5.3.1 All representations and warranties of Buyer set forth in this
Agreement must have been accurate in all material respects as of the date of
this Agreement, and must be accurate in all material respects as of the Closing
Date as if made on the Closing Date.
5.3.2 Buyer shall have performed and complied with all covenants and
agreements, and satisfied all conditions that it is required by this Agreement
to perform, comply with, or satisfy, before or at the Closing Date.
5.3.3 The execution, delivery and performance by Buyer of this
Agreement and the other documents contemplated hereby and the consummation of
the transactions contemplated hereby and thereby shall have been duly authorized
by the Board of Directors of Buyer.
6. THE CLOSING
6.1. Date and Time.

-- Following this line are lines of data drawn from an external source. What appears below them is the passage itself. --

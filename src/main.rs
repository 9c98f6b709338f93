use cidr_expand::cli::{Cli, CliOutcome};
use cidr_expand::config::{init_logging, Config};
use cidr_expand::{run, ExpandError};
use colored::Colorize;
use std::io::{self, IsTerminal, Write};
use std::process::ExitCode;

fn main() -> ExitCode {
    // Do as little as possible in main.rs as it can't contain any tests
    dotenv::dotenv().ok();
    let config = Config::from_env();
    if let Err(e) = init_logging(&config) {
        eprintln!("Error initializing logging: {e}");
    }
    log::debug!("#Start main() {config:?}");

    let cli = match Cli::try_from_args(std::env::args_os()) {
        Ok(cli) => cli,
        Err(CliOutcome::Info(e)) => e.exit(),
        Err(outcome) => return report(ExpandError::from(outcome)),
    };

    let stdin = io::stdin();
    if cli.cidr.is_none() && stdin.is_terminal() {
        eprint!("CIDR: ");
        io::stderr().flush().ok();
    }

    let mut stdin = stdin.lock();
    let mut stdout = io::stdout().lock();
    match run(&cli, &mut stdin, &mut stdout) {
        Ok(count) => {
            log::debug!("#End main() {count} addresses");
            ExitCode::SUCCESS
        }
        Err(e) => report(e),
    }
}

fn report(err: ExpandError) -> ExitCode {
    log::debug!("report({err:?})");
    match &err {
        ExpandError::Usage(usage) => eprint!("{usage}"),
        _ => eprintln!("{} {err}", "error:".red().bold()),
    }
    ExitCode::from(err.exit_code())
}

The transfer of the Acquired Assets by Seller to Buyer
(the "Closing") shall take place at the offices of the Buyer's counsel at 0000
X. Xxxxxxxxxx Xxxx., Xxxxx 000, Xxxxxx Xxxxx, Xxxxxxxxxx 00000, at 10:00 a.m.
(local time) on or before May 25, 2000, or such other date and time as may be
agreed to by the parties in writing. Notwithstanding the foregoing, upon the
mutual agreement of the parties, the Closing may be consummated via the delivery
of executed documents via mail or overnight service or via the transmission of
signature pages by facsimile. Subject to the provisions of Article 7, failure to
consummate the purchase and sale provided for in this Agreement on the date and
time and at the place determined pursuant to this Section 6.1 will not result in
the termination of this Agreement and will not relieve any party of any
obligation under this Agreement. It is anticipated that the Closing will occur
simultaneous with the execution of this Agreement.
6.2. Selling Parties' Deliveries. At the Closing, Selling Parties shall
deliver or cause to be delivered to Buyer, each duly executed (if execution is
appropriate):
(a) Such bills of sale and other recordable instruments of assignment,
transfer and conveyance as Buyer shall reasonably request in order to sell,
convey, assign, transfer and deliver to Buyer good title to all of the Acquired
Assets free and clear of any and all liens and encumbrances.
(b) UCC termination statements duly executed by the holders of all
security interests of record with respect to outstanding UCC-1 financing
statements evidencing security interests in any of the Acquired Assets.
(c) Full possession and enjoyment of the Inventories.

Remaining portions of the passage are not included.